Income and the Outcomes of Children
by Shelly Phipps and Lynn Lethbridge
Business and Labour Market Analysis Division
Analytical Studies Branch Research Paper Series, No. 281
Context
While it is now well-established that there is a strong association between income and the wellbeing of adults, more controversy concerning the link between family income and child outcomes is apparent in the research literature. Canadian studies using the first cycle of the National Longitudinal Survey of Children and Youth (NLSCY) have found relationships between child outcomes and low-income status and/or family income which are small in magnitude or even insignificant. These results appear contrary both to economic theory and to general public discourse, which clearly makes the case that income is a key input to children's well-being. Understanding the link between income and children's wellbeing is vital for policy formulation, as it could result in changes which could help transfer programmes become more efficient and effective.
Objective(s)
This research paper examines whether various measures of family income are associated with the cognitive, social/emotional, physical and behavioural development of children.
Findings
The study finds that regardless of age or how income is measured, higher family income is almost always associated with better child well-being. Among children in lower income families, incremental increases in household income are found to be associated with better child development outcomes. Increases in income continue to remain associated with better well-being, even once children are out of low income. In fact, the study does not find a point above which high income ceases to benefit children's development. In particular, children's cognitive and behavioural development measures appear to have the strongest associations with levels of family income.

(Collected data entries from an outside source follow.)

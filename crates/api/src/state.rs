//! Shared application state for the Axum API server.

use std::sync::Arc;

use courier_common::config::AppConfig;
use courier_engine::MessageQueue;

/// Application state shared across all route handlers via Axum `State`.
#[derive(Clone)]
pub struct AppState {
    pub queue: Arc<MessageQueue>,
    pub config: AppConfig,
}

impl AppState {
    pub fn new(queue: Arc<MessageQueue>, config: AppConfig) -> Self {
        Self { queue, config }
    }
}
/// Single-consumer durable work queue.
///
/// Construct once at startup (normally through [`MessageQueue::recover`]),
/// wrap in an `Arc`, and share between the HTTP surface and the dispatch loop.
pub struct MessageQueue {
    store: Arc<dyn MessageStore>,
    state: Mutex<QueueState>,
}

impl MessageQueue {
    /// Queue with empty buckets. Use for a store known to hold no
    /// unfinished work.
    pub fn empty(store: Arc<dyn MessageStore>) -> Self {
        Self {
            store,
            state: Mutex::new(QueueState::default()),
        }
    }

    /// Rebuild the pending buffer from the store's non-terminal records.
    ///
    /// Records persisted as `processing` were interrupted mid-attempt by the
    /// previous run and are requeued as `pending`; they may be delivered twice.
    pub async fn recover(store: Arc<dyn MessageStore>) -> Result<Self, AppError> {
        let records = store.load_pending_or_processing().await?;

        let mut pending = VecDeque::with_capacity(records.len());
        let mut seen = HashSet::with_capacity(records.len());
        let mut interrupted = 0usize;

        for mut message in records {
            match message.status {
                MessageStatus::Pending => {}
                MessageStatus::Processing => interrupted += 1,
                MessageStatus::Completed | MessageStatus::Failed => {
                    tracing::warn!(
                        message_id = %message.id,
                        status = %message.status,
                        "Store returned a terminal record for recovery, ignoring"
                    );
                    continue;
                }
            }
            if !seen.insert(message.id) {
                continue;
            }
            message.status = MessageStatus::Pending;
            pending.push_back(message);
        }

        tracing::info!(
            recovered = pending.len(),
            interrupted,
            "Loaded unfinished messages from store into queue"
        );

        Ok(Self {
            store,
            state: Mutex::new(QueueState {
                pending,
                ..QueueState::default()
            }),
        })
    }

    /// Persist a new message, then append it to the pending buffer.
    ///
    /// The message must be `Pending` with no failed attempts and an id the
    /// queue has not seen. If the store write fails the message is not
    /// buffered.
    pub async fn enqueue(&self, message: Message) -> Result<(), AppError> {
        if message.status != MessageStatus::Pending {
            return Err(AppError::Validation(format!(
                "message {} must be pending to enqueue, found {}",
                message.id, message.status
            )));
        }
        if message.retry_count != 0 {
            return Err(AppError::Validation(format!(
                "message {} must have no failed attempts to enqueue",
                message.id
            )));
        }

        let mut state = self.state.lock().await;

        if state.find(message.id).is_some() {
            return Err(AppError::Validation(format!(
                "message {} is already queued",
                message.id
            )));
        }

        self.store.insert(&message).await?;

        tracing::info!(
            message_id = %message.id,
            kind = %message.kind(),
            max_retries = message.max_retries,
            "Message enqueued"
        );

        state.pending.push_back(message);
        Ok(())
    }

    /// Take the head of the pending buffer and mark it in flight.
    ///
    /// Returns `Ok(None)` when the buffer is empty or `cancel` has fired;
    /// never waits for work to arrive. If the `processing` status cannot be
    /// persisted the message stays at the head of the buffer.
    pub async fn dequeue(&self, cancel: &CancellationToken) -> Result<Option<Message>, AppError> {
        if cancel.is_cancelled() {
            return Ok(None);
        }

        let mut state = tokio::select! {
            _ = cancel.cancelled() => return Ok(None),
            state = self.state.lock() => state,
        };

        let Some(head) = state.pending.front() else {
            return Ok(None);
        };

        let mut message = head.clone();
        message.status = MessageStatus::Processing;
        self.store.update_status(&message).await?;

        state.pending.pop_front();
        state.in_flight.insert(message.id, message.clone());

        tracing::info!(
            message_id = %message.id,
            kind = %message.kind(),
            retry_count = message.retry_count,
            "Message dequeued for processing"
        );

        Ok(Some(message))
    }

    /// Copy of the head of the pending buffer.
    pub async fn peek(&self) -> Option<Message> {
        self.state.lock().await.pending.front().cloned()
    }

    /// Number of pending messages.
    pub async fn size(&self) -> usize {
        self.state.lock().await.pending.len()
    }

    /// Pending messages in dispatch order.
    pub async fn list_pending(&self) -> Vec<Message> {
        self.state.lock().await.pending.iter().cloned().collect()
    }

    /// Failed messages, oldest first.
    pub async fn list_failed(&self) -> Vec<Message> {
        let state = self.state.lock().await;
        let mut failed: Vec<Message> = state.failed.values().cloned().collect();
        failed.sort_by_key(|m| m.created_at);
        failed
    }

    /// Copy of the message with `id`, whichever bucket holds it.
    pub async fn find(&self, id: Uuid) -> Option<Message> {
        self.state.lock().await.find(id).cloned()
    }

    /// Mark an in-flight message delivered.
    ///
    /// `NotFound` when `id` is not in flight; callers treat that as a benign
    /// race.
    pub async fn complete(&self, id: Uuid) -> Result<Message, AppError> {
        let mut state = self.state.lock().await;

        let mut message = state
            .in_flight
            .get(&id)
            .cloned()
            .ok_or_else(|| not_in_flight(id))?;

        message.status = MessageStatus::Completed;
        message.processed_at = Some(Utc::now());
        self.store.update_status(&message).await?;

        state.in_flight.remove(&id);
        state.completed.insert(id, message.clone());

        tracing::info!(
            message_id = %id,
            kind = %message.kind(),
            retry_count = message.retry_count,
            "Message marked as completed"
        );

        Ok(message)
    }

    /// Record a failed attempt for an in-flight message.
    ///
    /// The message goes back to the tail of the pending buffer while it has
    /// retry budget left, otherwise to the failed bucket. The returned copy
    /// carries the resulting status.
    pub async fn fail(&self, id: Uuid, reason: impl Into<String>) -> Result<Message, AppError> {
        let reason = reason.into();
        let mut state = self.state.lock().await;

        let mut message = state
            .in_flight
            .get(&id)
            .cloned()
            .ok_or_else(|| not_in_flight(id))?;

        message.retry_count = message.retry_count.saturating_add(1);
        message.last_error = Some(reason.clone());
        message.status = if message.retries_exhausted() {
            MessageStatus::Failed
        } else {
            MessageStatus::Pending
        };
        self.store.update_status(&message).await?;

        state.in_flight.remove(&id);

        if message.status == MessageStatus::Failed {
            tracing::error!(
                message_id = %id,
                kind = %message.kind(),
                retry_count = message.retry_count,
                error = %reason,
                "Message failed permanently"
            );
            state.failed.insert(id, message.clone());
        } else {
            tracing::warn!(
                message_id = %id,
                kind = %message.kind(),
                retry_count = message.retry_count,
                max_retries = message.max_retries,
                error = %reason,
                "Message failed, requeued for retry"
            );
            state.pending.push_back(message.clone());
        }

        Ok(message)
    }

    /// Return an in-flight message to the head of the pending buffer without
    /// counting an attempt. Used when delivery was interrupted by shutdown
    /// rather than failed by the channel.
    pub async fn release(&self, id: Uuid) -> Result<Message, AppError> {
        let mut state = self.state.lock().await;

        let mut message = state
            .in_flight
            .get(&id)
            .cloned()
            .ok_or_else(|| not_in_flight(id))?;

        message.status = MessageStatus::Pending;
        self.store.update_status(&message).await?;

        state.in_flight.remove(&id);
        state.pending.push_front(message.clone());

        tracing::info!(
            message_id = %id,
            kind = %message.kind(),
            retry_count = message.retry_count,
            "Message released back to queue"
        );

        Ok(message)
    }

    /// Move a failed message back to the pending tail with a fresh retry budget.
    ///
    /// `NotFound` when `id` is not in the failed bucket.
    pub async fn retry(&self, id: Uuid) -> Result<Message, AppError> {
        let mut state = self.state.lock().await;

        let mut message = state
            .failed
            .get(&id)
            .cloned()
            .ok_or_else(|| AppError::NotFound(format!("Message {} is not in the failed set", id)))?;

        message.status = MessageStatus::Pending;
        message.retry_count = 0;
        message.last_error = None;
        self.store.update_status(&message).await?;

        state.failed.remove(&id);
        state.pending.push_back(message.clone());

        tracing::info!(message_id = %id, kind = %message.kind(), "Message retried");

        Ok(message)
    }

    /// Drop every failed message from memory. Stored records are kept.
    /// Returns how many were removed.
    pub async fn clear_failed(&self) -> usize {
        let mut state = self.state.lock().await;
        let cleared = state.failed.len();
        state.failed.clear();

        tracing::info!(cleared, "Failed messages cleared");
        cleared
    }

    /// Bucket counts and per-kind breakdown from one consistent snapshot.
    pub async fn statistics(&self) -> QueueStatistics {
        let state = self.state.lock().await;

        let mut messages_by_kind = BTreeMap::new();
        for message in state.all() {
            *messages_by_kind.entry(message.kind()).or_insert(0) += 1;
        }

        let pending_messages = state.pending.len();
        let processing_messages = state.in_flight.len();
        let completed_messages = state.completed.len();
        let failed_messages = state.failed.len();

        QueueStatistics {
            total_messages: pending_messages
                + processing_messages
                + completed_messages
                + failed_messages,
            pending_messages,
            processing_messages,
            completed_messages,
            failed_messages,
            messages_by_kind,
        }
    }
}
use crate::error::ConfigError;
use crate::settings::Settings;
use std::path::Path;

// Declare the modules that make up this crate.
pub mod error;
pub mod logging;
pub mod settings;

// Re-export the core types to provide a clean public API.
pub use logging::init_tracing;
pub use settings::{FilterDefaults, LogFormat, LoggingSettings, RankingSettings};

/// The default file looked up in the working directory.
pub const DEFAULT_CONFIG_FILE: &str = "vantage.toml";

/// Prefix of the environment variables that override file values,
/// e.g. `VANTAGE__LOGGING__LEVEL=debug`.
pub const ENV_PREFIX: &str = "VANTAGE";

/// Loads the application settings.
///
/// Layers, lowest precedence first: built-in defaults, the TOML file at `path`
/// (optional, missing files are skipped), then `VANTAGE__*` environment
/// variables. The result is validated before it is returned.
pub fn load_config(path: &Path) -> Result<Settings, ConfigError> {
    let builder = config::Config::builder()
        .add_source(config::File::from(path).required(false))
        .add_source(config::Environment::with_prefix(ENV_PREFIX).separator("__"))
        .build()?;

    // Attempt to deserialize the entire configuration into our `Settings` struct
    let settings = builder.try_deserialize::<Settings>()?;
    settings.validate()?;

    tracing::debug!(path = %path.display(), "Configuration loaded.");
    Ok(settings)
}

The results show that changes in family income appear to be less important for child outcomes than levels of family income for 8- to 11- and 12- to 15-year-olds. However, for the 4- to 7-year-old group, changes in family income are more important particularly for emotional development scores.
Data source(s)
Data from the National Longitudinal Survey of Children and Youth were used to assess a range of measures of well-being among children between the age of 4 and 15 years in 1998, whose family composition remained unchanged between 1994 and 1998.